Venceré cuando el mar me devuelva el mensaje de la eternidad, cuando las nubes grises dejen libre un mundo de colores, y el arco del triunfo signifique el fin del cautiverio. Pero, ¿acaso es gratis la vida en libertad, o es un talento que se ha de pagar? Es cosa mayor y certidumbre: estoy en deuda con la sociedad que me dio una tierra para labrar.
El mar es ancho, lo sé, pues así se percibe, y el tiempo, de largo, es infinito. Pero en la playa de Calamocarro ocurren pensamientos que sólo la lucidez del vigía puede observar: ¿es la perfección una casualidad o es la pureza un libro por encontrar? A esas horas camino descalzo sobre piedras que trajeron las olas con el vaivén de los siglos.

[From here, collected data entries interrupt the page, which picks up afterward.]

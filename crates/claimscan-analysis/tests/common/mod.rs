#![allow(dead_code)]

use claimscan_core::{RecordTable, Value};

pub const COLUMNS: &[&str] = &[
    "hcpcs_cd",
    "hcpcs_desc",
    "rndrng_npi",
    "avg_mdcr_pymt_amt",
    "submitted_to_payment_ratio",
];

/// One billing row: service code, payment cell, ratio cell.
pub fn row(
    code: &str,
    payment: impl Into<Value>,
    ratio: impl Into<Value>,
) -> (String, Value, Value) {
    (code.to_string(), payment.into(), ratio.into())
}

/// Build a normalized table; `rndrng_npi` is the row index and the label
/// is derived from the code.
pub fn billing_table(rows: Vec<(String, Value, Value)>) -> RecordTable {
    let data = rows
        .into_iter()
        .enumerate()
        .map(|(i, (code, payment, ratio))| {
            vec![
                Value::from(code.as_str()),
                Value::from(format!("service {}", code)),
                Value::from(format!("{}", 1_000_000 + i)),
                payment,
                ratio,
            ]
        })
        .collect();
    RecordTable::from_rows(COLUMNS.iter().map(|c| c.to_string()).collect(), data)
        .expect("fixture rows match the header")
}

/// `n` rows of `code` paying `base`, with `spike` at row `spike_at`.
pub fn spiked_group(
    code: &str,
    n: usize,
    base: f64,
    spike: f64,
    spike_at: usize,
) -> Vec<(String, Value, Value)> {
    (0..n)
        .map(|i| {
            let pay = if i == spike_at { spike } else { base };
            row(code, pay, 2.0)
        })
        .collect()
}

Pronto reinará la noche y habré guarecerme de la humedad y de su frío, a no ser que algún alma noble me entre en su cabaña y me dé cobijo. Al calor de las maderas agradecidas escribiré el libro de la hospitalidad, que por bello será entretenido.
A buen recaudo los recuerdos renacen como las brasas mortecinas, y que al fin de la noche, como si de una despedida se tratara, suspiran su último calor. Algo arriba el sueño de Calamocarro crece el alcornoque por doquier y algún que otro cultivo.

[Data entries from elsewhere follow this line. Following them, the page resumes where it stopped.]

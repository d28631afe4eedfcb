//! Grouping: partition by service code, then apply the size guard.

pub mod eligibility;
pub mod partition;

pub use eligibility::{Eligible, EligibilityFilter};
pub use partition::{Group, GroupPartition};
//! Grouped anomaly detection configuration.

use serde::{Deserialize, Serialize};

use crate::constants::{
    DEFAULT_GROUP_COLUMN, DEFAULT_GROUP_DISPLAY_NAME, DEFAULT_GROUP_LABEL_COLUMN,
    DEFAULT_IQR_MULTIPLIER, DEFAULT_MIN_GROUP_SIZE, DEFAULT_MIN_IQR_SAMPLES,
    DEFAULT_Z_THRESHOLD, PAYMENT_COLUMN, SUBMITTED_TO_PAYMENT_RATIO_COLUMN,
};

/// A metric evaluated for anomalies: the column and its display label.
#[derive(Debug, Clone, PartialEq, Serialize, Deserialize)]
pub struct MetricSpec {
    pub column: String,
    pub label: String,
}

impl MetricSpec {
    pub fn new(column: impl Into<String>, label: impl Into<String>) -> Self {
        Self {
            column: column.into(),
            label: label.into(),
        }
    }
}

/// Configuration for the grouped detector.
#[derive(Debug, Clone, Serialize, Deserialize, Default)]
#[serde(default)]
pub struct DetectionConfig {
    /// Grouping key column. Default: `hcpcs_cd`.
    pub group_column: Option<String>,
    /// Group label column used in rollups. Default: `hcpcs_desc`.
    pub group_label_column: Option<String>,
    /// Grouping key name used in reason strings. Default: `HCPCS`.
    pub group_display_name: Option<String>,
    /// Minimum group size for eligibility. Default: 30.
    pub min_group_size: Option<usize>,
    /// Minimum non-missing values for IQR bounds. Default: 8.
    pub min_iqr_samples: Option<usize>,
    /// Tukey fence multiplier. Default: 1.5.
    pub iqr_multiplier: Option<f64>,
    /// Z-score threshold. Default: 3.5.
    pub z_threshold: Option<f64>,
    /// Metrics to evaluate, in evaluation order.
    #[serde(default)]
    pub metrics: Vec<MetricSpec>,
    /// Pass-through columns copied onto each anomaly record when present.
    #[serde(default)]
    pub identifying_columns: Vec<String>,
}

impl DetectionConfig {
    pub fn effective_group_column(&self) -> &str {
        self.group_column.as_deref().unwrap_or(DEFAULT_GROUP_COLUMN)
    }

    pub fn effective_group_label_column(&self) -> &str {
        self.group_label_column
            .as_deref()
            .unwrap_or(DEFAULT_GROUP_LABEL_COLUMN)
    }

    pub fn effective_group_display_name(&self) -> &str {
        self.group_display_name
            .as_deref()
            .unwrap_or(DEFAULT_GROUP_DISPLAY_NAME)
    }

    pub fn effective_min_group_size(&self) -> usize {
        self.min_group_size.unwrap_or(DEFAULT_MIN_GROUP_SIZE)
    }

    pub fn effective_min_iqr_samples(&self) -> usize {
        self.min_iqr_samples.unwrap_or(DEFAULT_MIN_IQR_SAMPLES)
    }

    pub fn effective_iqr_multiplier(&self) -> f64 {
        self.iqr_multiplier.unwrap_or(DEFAULT_IQR_MULTIPLIER)
    }

    pub fn effective_z_threshold(&self) -> f64 {
        self.z_threshold.unwrap_or(DEFAULT_Z_THRESHOLD)
    }

    /// Payment amount, then submitted/payment ratio, unless overridden.
    pub fn effective_metrics(&self) -> Vec<MetricSpec> {
        if !self.metrics.is_empty() {
            return self.metrics.clone();
        }
        vec![
            MetricSpec::new(PAYMENT_COLUMN, "Payment Amount"),
            MetricSpec::new(SUBMITTED_TO_PAYMENT_RATIO_COLUMN, "Submitted/Payment Ratio"),
        ]
    }

    pub fn effective_identifying_columns(&self) -> Vec<String> {
        if !self.identifying_columns.is_empty() {
            return self.identifying_columns.clone();
        }
        DEFAULT_IDENTIFYING_COLUMNS
            .iter()
            .map(|c| c.to_string())
            .collect()
    }
}

/// Provider, service, and billing columns carried onto anomaly records.
pub const DEFAULT_IDENTIFYING_COLUMNS: &[&str] = &[
    "hcpcs_cd",
    "hcpcs_desc",
    "rndrng_npi",
    "rndrng_prvdr_last_org_name",
    "rndrng_prvdr_first_name",
    "rndrng_prvdr_type",
    "place_of_srvc",
    "place_of_srvc_label",
    "rndrng_prvdr_state_abrvtn",
    "rndrng_prvdr_city",
    "tot_benes",
    "tot_srvcs",
    "avg_sbmtd_chrg_amt",
    "avg_mdcr_alowd_amt",
    "avg_mdcr_pymt_amt",
    "avg_mdcr_stdzd_amt",
    "submitted_to_payment_ratio",
    "payment_to_allowed_ratio",
];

Es como un sortilegio. Los lugares tienen su voz, su historia, su esencia. Y se manifiesta los ojos, si es que hay magia en quien observa.
Imaginaos el bagaje de quien anduvo por los caminos a ambos lados del Mar Nuestro. Imaginaos la belleza de sus luces, la persistencia de sus silencios, la fuerza de su memoria, la finura de sus miedos.

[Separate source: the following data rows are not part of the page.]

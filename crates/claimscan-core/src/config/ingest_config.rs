//! Ingestion configuration: canonical column aliases.

use serde::{Deserialize, Serialize};

/// One canonical column and the normalized names accepted for it.
#[derive(Debug, Clone, PartialEq, Serialize, Deserialize)]
pub struct AliasSpec {
    pub canonical: String,
    pub aliases: Vec<String>,
}

impl AliasSpec {
    pub fn new(canonical: impl Into<String>, aliases: &[&str]) -> Self {
        Self {
            canonical: canonical.into(),
            aliases: aliases.iter().map(|a| a.to_string()).collect(),
        }
    }
}

/// Configuration for raw-input ingestion.
#[derive(Debug, Clone, Serialize, Deserialize, Default)]
#[serde(default)]
pub struct IngestConfig {
    /// Remove exact duplicate rows. Default: true.
    pub drop_duplicates: Option<bool>,
    /// `[[ingest.aliases]]` entries, resolved in file order. Replaces the
    /// built-in table when non-empty.
    pub aliases: Vec<AliasSpec>,
}

impl IngestConfig {
    /// Returns the effective alias table, canonical columns in resolution order.
    pub fn effective_aliases(&self) -> Vec<(String, Vec<String>)> {
        if !self.aliases.is_empty() {
            return self
                .aliases
                .iter()
                .map(|a| (a.canonical.clone(), a.aliases.clone()))
                .collect();
        }
        default_aliases()
            .iter()
            .map(|(canonical, aliases)| {
                (
                    canonical.to_string(),
                    aliases.iter().map(|a| a.to_string()).collect(),
                )
            })
            .collect()
    }

    /// Returns whether duplicates are dropped, defaulting to true.
    pub fn effective_drop_duplicates(&self) -> bool {
        self.drop_duplicates.unwrap_or(true)
    }
}

/// Built-in aliases for the Medicare physician/supplier billing extract.
pub fn default_aliases() -> &'static [(&'static str, &'static [&'static str])] {
    &[
        ("rndrng_npi", &["rndrng_npi", "rendering_npi", "npi"]),
        (
            "rndrng_prvdr_type",
            &["rndrng_prvdr_type", "provider_type", "provider_type_desc", "prvdr_type"],
        ),
        ("hcpcs_cd", &["hcpcs_cd", "hcpcs_code", "hcpcs"]),
        (
            "hcpcs_desc",
            &["hcpcs_desc", "hcpcs_description", "hcpcs_desc_txt", "hcpcs_description_txt"],
        ),
        ("hcpcs_drug_ind", &["hcpcs_drug_ind", "drug_ind", "hcpcs_drug_indicator"]),
        ("place_of_srvc", &["place_of_srvc", "place_of_service", "pos", "place_of_svc"]),
        (
            "tot_srvcs",
            &["tot_srvcs", "total_services", "tot_srvs", "line_srvc_cnt", "line_service_cnt"],
        ),
        ("tot_benes", &["tot_benes", "total_beneficiaries", "bene_unique_cnt", "bene_cnt"]),
        (
            "avg_sbmtd_chrg_amt",
            &[
                "avg_sbmtd_chrg",
                "average_submitted_charge_amount",
                "avg_sbmtd_chrg_amt",
                "average_submitted_charge_amt",
                "avg_submitted_charge_amt",
            ],
        ),
        (
            "avg_mdcr_alowd_amt",
            &[
                "avg_mdcr_alowd_amt",
                "average_medicare_allowed_amount",
                "avg_mdcr_allowed_amt",
                "average_medicare_allowed_amt",
            ],
        ),
        (
            "avg_mdcr_pymt_amt",
            &[
                "avg_mdcr_pymt_amt",
                "average_medicare_payment_amount",
                "avg_mdcr_payment_amt",
                "average_medicare_payment_amt",
            ],
        ),
        (
            "avg_mdcr_stdzd_amt",
            &[
                "avg_mdcr_stdzd_amt",
                "average_medicare_standardized_amount",
                "avg_mdcr_standardized_amt",
                "average_medicare_standardized_amt",
            ],
        ),
    ]
}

Las palabras son como cadenas que nos aferran a la razón, pero ¿qué hay de aquellos que sufrieron la injusticia del laberinto? Cuando las palabras pierden su sentido sólo queda una solución: iniciar la búsqueda del juicio, allí donde se encuentre. Al final de los días hallaremos el reino donde habitan las respuestas.
“Abajito” del alma tengo un anhelo: dar sentido a las tardes que permanecí sobre el escritorio, dotando de materia el mundo de los sueños. Vivo obsesionado con la lentitud de las frases, con regalar oxígeno al lector insatisfecho. Sólo un vacío habita en mis adentros: ¿seré capaz de sostener mi palabra por espacio de un libro?
Al otro lado de la luz de mi flexo un coleccionista de momentos invoca el nombre de sus maestros, por si hay vida más allá de la tinta que se seca, por si hay truco en la reserva.
¡Cuán esquiva es la luz de la paciencia!